PROBLEM:
In the records that follow, find each line with the word "Consumed" and copy it.
== INFORMATION SHOWN
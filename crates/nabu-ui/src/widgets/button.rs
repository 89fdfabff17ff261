use nabu_engine::coords::{Rect, Vec2};
use nabu_engine::overlay::Border;
use nabu_engine::paint::Color;
use nabu_engine::text::FontId;

use crate::constraints::{inset_rect, Constraints, Edges, LayoutCtx};
use crate::event::{EventResult, UiEvent};
use crate::painter::Painter;
use crate::widget::Widget;

/// A push button with a text label.
///
/// Hover and press visuals are read from the `Painter`, so the button can be
/// rebuilt every frame without losing state.
///
/// ```rust,ignore
/// Button::new("Reset", Some(font))
///     .background(Color::from_hex(0x3b82f6))
///     .on_click(|| log::info!("reset"))
/// ```
pub struct Button {
    label: String,
    font: Option<FontId>,
    font_size: f32,
    text_color: Color,
    on_click: Option<Box<dyn FnMut()>>,

    background: Color,
    hover_background: Color,
    press_background: Color,
    border: Option<Border>,
    corner_radius: f32,
    padding: Edges,
    min_width: f32,
}

impl Button {
    pub fn new(label: impl Into<String>, font: Option<FontId>) -> Self {
        let background = Color::rgb(0.22, 0.24, 0.3);
        Self {
            label: label.into(),
            font,
            font_size: 13.0,
            text_color: Color::WHITE,
            on_click: None,
            background,
            hover_background: background.lerp(Color::WHITE, 0.12),
            press_background: background.lerp(Color::BLACK, 0.2),
            border: None,
            corner_radius: 4.0,
            padding: Edges::symmetric(5.0, 10.0),
            min_width: 48.0,
        }
    }

    pub fn on_click(mut self, f: impl FnMut() + 'static) -> Self {
        self.on_click = Some(Box::new(f));
        self
    }

    /// Sets the resting background and derives hover/press shades from it.
    pub fn background(mut self, color: Color) -> Self {
        self.background = color;
        self.hover_background = color.lerp(Color::WHITE, 0.12);
        self.press_background = color.lerp(Color::BLACK, 0.2);
        self
    }

    pub fn text_color(mut self, color: Color) -> Self {
        self.text_color = color;
        self
    }

    pub fn font_size(mut self, size: f32) -> Self {
        self.font_size = size;
        self
    }

    pub fn border(mut self, border: Border) -> Self {
        self.border = Some(border);
        self
    }

    pub fn corner_radius(mut self, r: f32) -> Self {
        self.corner_radius = r;
        self
    }

    pub fn padding(mut self, edges: Edges) -> Self {
        self.padding = edges;
        self
    }
}

impl Widget for Button {
    fn measure(&self, constraints: Constraints, ctx: &LayoutCtx) -> Vec2 {
        let text = ctx.measure_text(&self.label, self.font, self.font_size);
        let w = (text.x + self.padding.h()).max(self.min_width);
        let h = text.y + self.padding.v();
        constraints.constrain(Vec2::new(w, h))
    }

    fn paint(&self, painter: &mut Painter, rect: Rect) {
        let bg = if painter.is_pressed(rect) {
            self.press_background
        } else if painter.is_hovered(rect) {
            self.hover_background
        } else {
            self.background
        };
        painter.fill_rounded_rect(rect, self.corner_radius, bg, self.border);

        let inner = inset_rect(rect, self.padding);
        let text = painter.layout_ctx().measure_text(&self.label, self.font, self.font_size);
        let origin = Vec2::new(inner.origin.x + (inner.size.x - text.x).max(0.0) * 0.5, inner.origin.y);
        painter.text(&self.label, self.font, self.font_size, self.text_color, origin);
    }

    fn on_event(&mut self, event: &UiEvent, rect: Rect, _ctx: &LayoutCtx) -> EventResult {
        match event {
            UiEvent::Click { pos } if rect.contains(*pos) => {
                if let Some(f) = &mut self.on_click {
                    f();
                }
                EventResult::Consumed
            }
            _ => EventResult::Ignored,
        }
    }
}

#[cfg(test)]
mod tests {
    use std::cell::Cell;
    use std::rc::Rc;

    use nabu_engine::text::FontSystem;

    use super::*;

    fn click(button: &mut Button, x: f32, y: f32) -> EventResult {
        let fonts = FontSystem::new();
        let ctx = LayoutCtx { fonts: &fonts };
        button.on_event(&UiEvent::Click { pos: Vec2::new(x, y) }, Rect::new(0.0, 0.0, 80.0, 24.0), &ctx)
    }

    // ── events ────────────────────────────────────────────────────────────

    #[test]
    fn click_inside_fires_callback() {
        let count = Rc::new(Cell::new(0));
        let c = count.clone();
        let mut button = Button::new("go", None).on_click(move || c.set(c.get() + 1));

        assert_eq!(click(&mut button, 10.0, 10.0), EventResult::Consumed);
        assert_eq!(count.get(), 1);
    }

    #[test]
    fn click_outside_is_ignored() {
        let count = Rc::new(Cell::new(0));
        let c = count.clone();
        let mut button = Button::new("go", None).on_click(move || c.set(c.get() + 1));

        assert_eq!(click(&mut button, 100.0, 10.0), EventResult::Ignored);
        assert_eq!(count.get(), 0);
    }

    // ── layout ────────────────────────────────────────────────────────────

    #[test]
    fn measure_respects_min_width() {
        let fonts = FontSystem::new();
        let ctx = LayoutCtx { fonts: &fonts };
        let size = Button::new("", None).measure(Constraints::unbounded(), &ctx);
        assert_eq!(size.x, 48.0);
        assert_eq!(size.y, 13.0 + 10.0);
    }
}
====
ANSWER FOR THE TASK:
                EventResult::Consumed
        assert_eq!(click(&mut button, 10.0, 10.0), EventResult::Consumed);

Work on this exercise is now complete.